- Task to complete: In the listing below, every line with the word "place" needs to be copied.

- Excerpted records:
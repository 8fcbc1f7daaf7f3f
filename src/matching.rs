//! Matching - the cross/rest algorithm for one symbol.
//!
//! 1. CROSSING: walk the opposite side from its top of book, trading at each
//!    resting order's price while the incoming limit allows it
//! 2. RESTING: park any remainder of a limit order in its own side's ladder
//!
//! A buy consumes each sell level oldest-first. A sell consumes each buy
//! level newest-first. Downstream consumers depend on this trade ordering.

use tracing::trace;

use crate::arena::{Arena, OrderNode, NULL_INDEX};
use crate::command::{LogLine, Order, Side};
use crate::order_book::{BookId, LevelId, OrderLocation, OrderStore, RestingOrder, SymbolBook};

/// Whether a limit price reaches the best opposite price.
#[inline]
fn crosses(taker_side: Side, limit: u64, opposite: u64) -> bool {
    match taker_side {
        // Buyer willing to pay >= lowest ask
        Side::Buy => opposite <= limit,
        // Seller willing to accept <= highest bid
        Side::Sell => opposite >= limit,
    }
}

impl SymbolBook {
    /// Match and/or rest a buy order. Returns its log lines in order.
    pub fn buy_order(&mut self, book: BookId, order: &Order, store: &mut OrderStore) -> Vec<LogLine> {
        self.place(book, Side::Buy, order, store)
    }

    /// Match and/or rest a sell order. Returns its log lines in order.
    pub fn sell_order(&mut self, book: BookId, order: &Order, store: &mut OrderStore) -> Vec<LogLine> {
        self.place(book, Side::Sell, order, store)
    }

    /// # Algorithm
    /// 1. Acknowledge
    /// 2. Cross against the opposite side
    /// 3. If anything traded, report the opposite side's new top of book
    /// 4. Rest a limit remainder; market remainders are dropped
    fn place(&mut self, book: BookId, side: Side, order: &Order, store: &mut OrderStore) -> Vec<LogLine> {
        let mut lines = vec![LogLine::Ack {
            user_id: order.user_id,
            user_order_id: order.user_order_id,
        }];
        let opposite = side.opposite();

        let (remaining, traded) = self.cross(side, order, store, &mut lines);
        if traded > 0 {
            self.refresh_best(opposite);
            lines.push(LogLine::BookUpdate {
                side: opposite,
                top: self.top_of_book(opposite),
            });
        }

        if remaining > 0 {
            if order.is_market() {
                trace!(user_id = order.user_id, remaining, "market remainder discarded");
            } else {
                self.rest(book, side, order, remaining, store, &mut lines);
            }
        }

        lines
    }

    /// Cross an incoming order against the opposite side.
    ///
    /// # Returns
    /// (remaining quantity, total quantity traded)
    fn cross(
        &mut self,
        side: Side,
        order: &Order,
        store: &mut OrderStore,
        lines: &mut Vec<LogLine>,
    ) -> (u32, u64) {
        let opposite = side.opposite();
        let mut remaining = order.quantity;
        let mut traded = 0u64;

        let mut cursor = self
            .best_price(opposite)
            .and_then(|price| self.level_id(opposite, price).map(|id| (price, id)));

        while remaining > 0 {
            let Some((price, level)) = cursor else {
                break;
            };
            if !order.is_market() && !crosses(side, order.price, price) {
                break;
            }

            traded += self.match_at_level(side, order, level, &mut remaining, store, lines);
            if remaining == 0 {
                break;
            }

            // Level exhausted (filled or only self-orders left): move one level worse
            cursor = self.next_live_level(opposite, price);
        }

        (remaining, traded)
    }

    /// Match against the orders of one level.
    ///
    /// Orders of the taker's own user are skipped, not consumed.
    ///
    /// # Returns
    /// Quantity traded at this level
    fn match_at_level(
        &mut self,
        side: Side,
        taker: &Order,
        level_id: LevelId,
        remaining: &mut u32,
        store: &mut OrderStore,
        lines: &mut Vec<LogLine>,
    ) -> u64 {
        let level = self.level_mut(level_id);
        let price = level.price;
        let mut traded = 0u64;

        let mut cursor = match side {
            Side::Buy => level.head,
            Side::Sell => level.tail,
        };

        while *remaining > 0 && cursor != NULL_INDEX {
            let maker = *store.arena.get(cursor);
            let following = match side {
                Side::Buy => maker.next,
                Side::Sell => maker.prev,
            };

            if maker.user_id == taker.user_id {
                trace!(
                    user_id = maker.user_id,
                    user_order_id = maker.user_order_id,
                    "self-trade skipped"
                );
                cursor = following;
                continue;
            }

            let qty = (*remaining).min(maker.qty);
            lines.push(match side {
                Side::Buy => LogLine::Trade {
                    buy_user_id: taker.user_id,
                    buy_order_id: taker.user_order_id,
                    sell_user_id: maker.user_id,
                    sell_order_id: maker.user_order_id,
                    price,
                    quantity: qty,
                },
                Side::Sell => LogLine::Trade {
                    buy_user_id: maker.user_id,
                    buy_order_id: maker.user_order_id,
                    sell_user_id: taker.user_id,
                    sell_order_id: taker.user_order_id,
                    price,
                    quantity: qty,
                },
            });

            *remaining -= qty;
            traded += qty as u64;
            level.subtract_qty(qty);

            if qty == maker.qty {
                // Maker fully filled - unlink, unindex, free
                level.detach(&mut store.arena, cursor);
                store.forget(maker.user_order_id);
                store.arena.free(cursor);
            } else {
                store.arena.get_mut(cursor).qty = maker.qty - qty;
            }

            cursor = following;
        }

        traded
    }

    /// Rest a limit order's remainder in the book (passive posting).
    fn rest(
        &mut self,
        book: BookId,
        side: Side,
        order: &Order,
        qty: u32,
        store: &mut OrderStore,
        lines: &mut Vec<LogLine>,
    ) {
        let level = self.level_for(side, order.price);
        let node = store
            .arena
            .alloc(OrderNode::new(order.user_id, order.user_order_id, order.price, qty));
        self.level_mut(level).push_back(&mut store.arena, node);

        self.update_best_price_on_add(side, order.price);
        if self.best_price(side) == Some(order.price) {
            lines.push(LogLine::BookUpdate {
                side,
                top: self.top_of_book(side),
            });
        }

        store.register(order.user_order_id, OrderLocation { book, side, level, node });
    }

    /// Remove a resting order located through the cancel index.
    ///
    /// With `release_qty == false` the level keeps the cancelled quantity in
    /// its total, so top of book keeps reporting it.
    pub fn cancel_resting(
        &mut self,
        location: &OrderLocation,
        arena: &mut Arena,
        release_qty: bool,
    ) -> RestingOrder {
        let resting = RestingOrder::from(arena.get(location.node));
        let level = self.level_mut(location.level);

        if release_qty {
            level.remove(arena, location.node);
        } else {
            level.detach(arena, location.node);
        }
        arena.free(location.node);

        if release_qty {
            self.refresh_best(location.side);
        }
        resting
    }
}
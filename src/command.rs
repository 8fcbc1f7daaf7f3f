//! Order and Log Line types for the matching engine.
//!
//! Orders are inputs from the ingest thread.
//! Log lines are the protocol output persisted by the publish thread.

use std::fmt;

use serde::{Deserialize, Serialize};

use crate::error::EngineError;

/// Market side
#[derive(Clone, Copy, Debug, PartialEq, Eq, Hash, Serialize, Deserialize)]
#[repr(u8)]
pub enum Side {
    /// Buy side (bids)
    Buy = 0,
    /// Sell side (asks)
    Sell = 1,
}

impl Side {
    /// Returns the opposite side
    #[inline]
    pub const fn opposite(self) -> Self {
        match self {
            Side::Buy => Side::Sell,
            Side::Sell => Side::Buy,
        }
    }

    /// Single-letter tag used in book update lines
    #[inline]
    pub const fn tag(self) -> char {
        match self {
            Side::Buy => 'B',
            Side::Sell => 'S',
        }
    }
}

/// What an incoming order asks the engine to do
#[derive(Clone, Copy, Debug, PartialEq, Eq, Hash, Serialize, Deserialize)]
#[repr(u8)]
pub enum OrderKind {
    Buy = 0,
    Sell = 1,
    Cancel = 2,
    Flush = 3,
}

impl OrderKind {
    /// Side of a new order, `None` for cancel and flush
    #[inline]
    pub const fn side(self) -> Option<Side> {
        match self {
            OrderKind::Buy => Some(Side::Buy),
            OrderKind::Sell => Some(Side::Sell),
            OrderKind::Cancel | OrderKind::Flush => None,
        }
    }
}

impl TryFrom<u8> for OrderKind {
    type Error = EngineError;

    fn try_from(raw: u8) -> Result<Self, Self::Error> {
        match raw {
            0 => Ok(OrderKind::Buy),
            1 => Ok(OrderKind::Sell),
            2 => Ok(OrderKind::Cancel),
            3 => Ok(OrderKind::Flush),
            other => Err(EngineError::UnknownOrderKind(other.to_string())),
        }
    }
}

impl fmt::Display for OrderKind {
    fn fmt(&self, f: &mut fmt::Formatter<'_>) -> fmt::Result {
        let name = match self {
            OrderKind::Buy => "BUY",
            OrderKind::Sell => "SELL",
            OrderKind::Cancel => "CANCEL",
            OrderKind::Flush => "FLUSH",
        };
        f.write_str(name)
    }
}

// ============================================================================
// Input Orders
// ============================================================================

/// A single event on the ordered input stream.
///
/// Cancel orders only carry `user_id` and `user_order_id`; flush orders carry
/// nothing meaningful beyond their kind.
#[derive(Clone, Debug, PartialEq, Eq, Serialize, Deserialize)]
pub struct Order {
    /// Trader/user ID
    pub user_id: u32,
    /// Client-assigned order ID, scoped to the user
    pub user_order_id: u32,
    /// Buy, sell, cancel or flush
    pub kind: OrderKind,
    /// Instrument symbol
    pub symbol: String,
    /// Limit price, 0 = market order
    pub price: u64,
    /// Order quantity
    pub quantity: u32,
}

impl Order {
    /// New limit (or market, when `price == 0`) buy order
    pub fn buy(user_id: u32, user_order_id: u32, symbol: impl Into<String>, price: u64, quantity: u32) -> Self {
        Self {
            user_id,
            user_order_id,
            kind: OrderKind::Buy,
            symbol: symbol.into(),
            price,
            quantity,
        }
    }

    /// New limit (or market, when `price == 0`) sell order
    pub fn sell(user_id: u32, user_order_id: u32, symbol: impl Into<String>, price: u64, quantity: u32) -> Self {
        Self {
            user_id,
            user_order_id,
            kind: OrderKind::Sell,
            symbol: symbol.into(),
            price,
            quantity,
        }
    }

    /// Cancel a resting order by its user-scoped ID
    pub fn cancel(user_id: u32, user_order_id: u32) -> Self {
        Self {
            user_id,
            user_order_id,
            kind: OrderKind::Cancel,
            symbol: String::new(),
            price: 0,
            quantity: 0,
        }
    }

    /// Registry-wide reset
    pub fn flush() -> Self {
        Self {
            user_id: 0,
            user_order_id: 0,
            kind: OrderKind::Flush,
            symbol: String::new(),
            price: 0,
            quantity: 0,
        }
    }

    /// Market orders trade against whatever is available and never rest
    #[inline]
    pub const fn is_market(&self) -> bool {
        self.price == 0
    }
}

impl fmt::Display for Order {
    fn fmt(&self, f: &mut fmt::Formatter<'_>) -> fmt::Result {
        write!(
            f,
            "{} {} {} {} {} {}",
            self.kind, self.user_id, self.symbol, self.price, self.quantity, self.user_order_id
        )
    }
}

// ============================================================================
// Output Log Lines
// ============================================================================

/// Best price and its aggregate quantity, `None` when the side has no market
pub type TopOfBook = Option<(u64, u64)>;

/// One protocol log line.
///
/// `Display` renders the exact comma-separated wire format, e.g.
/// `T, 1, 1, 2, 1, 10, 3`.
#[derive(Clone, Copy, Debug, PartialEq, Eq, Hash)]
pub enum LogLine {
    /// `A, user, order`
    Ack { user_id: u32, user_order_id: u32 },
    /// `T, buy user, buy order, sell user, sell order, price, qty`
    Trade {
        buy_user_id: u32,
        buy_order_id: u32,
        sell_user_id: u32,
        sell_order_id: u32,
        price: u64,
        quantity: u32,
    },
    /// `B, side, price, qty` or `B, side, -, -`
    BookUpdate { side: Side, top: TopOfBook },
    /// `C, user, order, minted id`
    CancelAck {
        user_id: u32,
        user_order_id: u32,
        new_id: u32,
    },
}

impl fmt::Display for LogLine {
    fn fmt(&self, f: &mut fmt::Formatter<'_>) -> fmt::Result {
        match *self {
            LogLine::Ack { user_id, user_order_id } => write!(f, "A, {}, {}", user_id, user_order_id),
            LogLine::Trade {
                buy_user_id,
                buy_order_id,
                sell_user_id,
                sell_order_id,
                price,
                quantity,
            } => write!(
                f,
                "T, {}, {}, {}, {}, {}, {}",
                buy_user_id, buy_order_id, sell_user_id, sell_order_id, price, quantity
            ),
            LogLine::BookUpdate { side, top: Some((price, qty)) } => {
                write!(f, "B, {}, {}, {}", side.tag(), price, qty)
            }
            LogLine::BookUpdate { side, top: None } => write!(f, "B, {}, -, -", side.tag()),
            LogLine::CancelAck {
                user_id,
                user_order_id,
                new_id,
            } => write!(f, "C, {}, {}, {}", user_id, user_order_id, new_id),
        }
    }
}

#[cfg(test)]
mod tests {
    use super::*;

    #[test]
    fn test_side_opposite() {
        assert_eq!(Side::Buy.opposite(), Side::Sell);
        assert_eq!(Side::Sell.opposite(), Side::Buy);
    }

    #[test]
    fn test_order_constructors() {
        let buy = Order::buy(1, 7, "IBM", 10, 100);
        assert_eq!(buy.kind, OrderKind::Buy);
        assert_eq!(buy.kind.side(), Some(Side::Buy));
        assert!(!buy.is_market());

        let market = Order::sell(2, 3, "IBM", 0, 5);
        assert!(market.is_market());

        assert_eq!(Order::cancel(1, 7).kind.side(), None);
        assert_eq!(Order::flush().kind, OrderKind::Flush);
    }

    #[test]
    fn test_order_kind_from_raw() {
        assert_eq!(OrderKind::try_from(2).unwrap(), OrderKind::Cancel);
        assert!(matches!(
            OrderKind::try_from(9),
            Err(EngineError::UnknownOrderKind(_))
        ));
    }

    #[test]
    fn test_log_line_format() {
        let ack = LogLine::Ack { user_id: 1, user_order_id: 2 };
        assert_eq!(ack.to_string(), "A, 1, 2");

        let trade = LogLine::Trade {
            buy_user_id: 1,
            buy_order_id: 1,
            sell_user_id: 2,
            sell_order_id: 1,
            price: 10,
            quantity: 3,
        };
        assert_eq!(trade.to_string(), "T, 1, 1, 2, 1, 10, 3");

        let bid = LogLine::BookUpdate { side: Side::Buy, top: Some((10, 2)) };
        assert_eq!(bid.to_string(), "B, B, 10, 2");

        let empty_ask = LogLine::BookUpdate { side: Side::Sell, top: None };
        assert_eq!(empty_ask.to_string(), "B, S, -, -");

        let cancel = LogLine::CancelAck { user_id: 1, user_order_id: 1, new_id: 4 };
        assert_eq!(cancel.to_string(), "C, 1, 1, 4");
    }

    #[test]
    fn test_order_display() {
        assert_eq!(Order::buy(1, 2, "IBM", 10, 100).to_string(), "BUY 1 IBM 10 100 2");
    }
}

- Output:
        self.place(book, Side::Buy, order, store)
        self.place(book, Side::Sell, order, store)
    fn place(&mut self, book: BookId, side: Side, order: &Order, store: &mut OrderStore) -> Vec<LogLine> {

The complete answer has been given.